Although McGregor envisaged the League as a friendly union, within which clubs would share ticket revenues and work together in their mutual best interests, the immediate effect of its creation was that football came to be treated as a business for the first time, as opposed to something that players and officials simply regarded as a pastime. All the clubs involved experienced significant increases in their turnover, which at Aston Villa, McGregor's own club, increased more than sixfold between 1889 and 1899. The wages paid to players, however, remained low due to restrictions imposed by the FA, so clubs were able to use their increased profitability to build larger stadiums and accommodate ever larger crowds of spectators. Although the League initially contained a small number of clubs, all of which were based in the northern half of the country, by the early years of the twentieth century it included clubs from all parts of England. At its peak nearly 100 clubs played in the Football League, and it remained the pre-eminent competition in English football until the 1990s, when the top clubs broke away to form the Premier League. In keeping with McGregor's views on mutual support and co-operation, gate receipts were shared amongst the clubs until the 1980s, which helped to ensure that a select few wealthy clubs were not able to dominate the competition. McGregor himself had little interest in the business aspect of football, and was adamant that the Football League should not challenge the longstanding authority of the FA. The success of the Football League directly inspired the creation of similar competitions in other countries, beginning with Scotland, where the Scottish Football League was formed in 1890.

In May 1910, McGregor was taken ill and later confined to a nursing home. His condition worsened towards the end of 1911. His last public appearance was a committee meeting on 4 December, and he underwent an operation on 19 December. However, after a brief improvement in his condition he relapsed and died the following day. Although a devout Congregationalist, he is buried in the grounds of a Church of England church, St. Mary's, in the Handsworth district of Birmingham, alongside his wife, who died in 1908. McGregor is remembered as the "father of The Football League", an Aston Villa legend, and a legend of football in general.

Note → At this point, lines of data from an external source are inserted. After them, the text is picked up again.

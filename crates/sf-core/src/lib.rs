//! sf-core: shared types, IDs, errors, configuration, and event system.
//!
//! This crate is the foundational dependency for the other sf-* crates,
//! providing type-safe identifiers, a unified error type, application
//! configuration, and a broadcast bus for transcode events.

pub mod config;
pub mod error;
pub mod events;
pub mod ids;

// Re-export the most commonly used items at the crate root.
pub use error::{Error, Result};
pub use ids::*;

Shortly before his death, the FA presented McGregor, who was at that time a vice-president of the association, with a long service medal. After his death, Aston Villa dedicated a bed in the children's ward of one of Birmingham's hospitals in his honour, and the Birmingham County Football Association unveiled a commemorative drinking fountain, which is now preserved at Villa Park, current home of his former club. In the modern era, Aston Villa selected him as one of the twelve inaugural members of its Hall of Fame, and named a hospitality suite at Villa Park after him. In 2008, the Aston Villa Supporters' Trust announced plans to further honour him with a bronze statue outside the stadium. The statue, by sculptor Sam Holland, is displayed outside the Directors' Entrance of the Trinity Road Stand, and was unveiled on 28 November 2009. The Trust also raised £1,000 to restore and rededicate McGregor's grave in 2011.

==Notes==
- A. In the 1870s the concept of the referee had not been introduced to football. Matches were officiated by two umpires, one supplied by each of the two teams involved.